> [Task to carry out]
This task calls for copying every line of the records that includes the word "digits".

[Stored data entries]
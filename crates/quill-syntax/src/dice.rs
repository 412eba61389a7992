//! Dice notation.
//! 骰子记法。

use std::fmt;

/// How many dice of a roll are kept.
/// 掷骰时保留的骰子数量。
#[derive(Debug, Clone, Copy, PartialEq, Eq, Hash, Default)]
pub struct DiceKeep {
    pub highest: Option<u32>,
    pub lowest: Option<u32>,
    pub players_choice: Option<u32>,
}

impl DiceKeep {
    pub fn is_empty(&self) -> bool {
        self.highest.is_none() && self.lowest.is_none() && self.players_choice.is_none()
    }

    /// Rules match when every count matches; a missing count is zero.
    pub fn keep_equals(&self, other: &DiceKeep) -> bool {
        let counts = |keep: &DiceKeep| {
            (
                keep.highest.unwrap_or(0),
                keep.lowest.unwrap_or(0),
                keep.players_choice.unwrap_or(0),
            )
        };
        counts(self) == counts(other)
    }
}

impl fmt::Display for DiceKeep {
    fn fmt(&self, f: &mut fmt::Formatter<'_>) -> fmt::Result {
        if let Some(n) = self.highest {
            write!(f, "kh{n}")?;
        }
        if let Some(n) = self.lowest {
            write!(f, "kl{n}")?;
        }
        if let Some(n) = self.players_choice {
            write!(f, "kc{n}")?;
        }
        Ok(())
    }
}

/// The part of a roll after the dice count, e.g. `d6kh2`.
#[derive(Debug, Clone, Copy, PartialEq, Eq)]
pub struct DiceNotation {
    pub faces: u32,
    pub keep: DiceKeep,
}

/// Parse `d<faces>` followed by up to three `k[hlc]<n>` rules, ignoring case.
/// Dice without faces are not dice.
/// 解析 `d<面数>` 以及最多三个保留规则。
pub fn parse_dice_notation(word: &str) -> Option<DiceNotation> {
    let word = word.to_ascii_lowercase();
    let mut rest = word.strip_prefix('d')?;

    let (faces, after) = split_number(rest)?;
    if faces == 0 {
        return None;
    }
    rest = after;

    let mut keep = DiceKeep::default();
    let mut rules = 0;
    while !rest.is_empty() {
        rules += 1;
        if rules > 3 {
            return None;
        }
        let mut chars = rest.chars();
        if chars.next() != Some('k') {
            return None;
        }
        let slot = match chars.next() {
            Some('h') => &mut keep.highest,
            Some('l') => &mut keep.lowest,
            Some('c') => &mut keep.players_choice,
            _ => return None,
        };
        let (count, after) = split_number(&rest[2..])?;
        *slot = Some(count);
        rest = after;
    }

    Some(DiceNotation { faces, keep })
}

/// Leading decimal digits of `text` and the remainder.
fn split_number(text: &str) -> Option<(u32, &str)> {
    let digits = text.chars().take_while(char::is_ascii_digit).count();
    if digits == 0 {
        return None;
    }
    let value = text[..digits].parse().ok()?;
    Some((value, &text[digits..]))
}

> [Response area]
/// Leading decimal digits of `text` and the remainder.
    let digits = text.chars().take_while(char::is_ascii_digit).count();
    if digits == 0 {
    let value = text[..digits].parse().ok()?;
    Some((value, &text[digits..]))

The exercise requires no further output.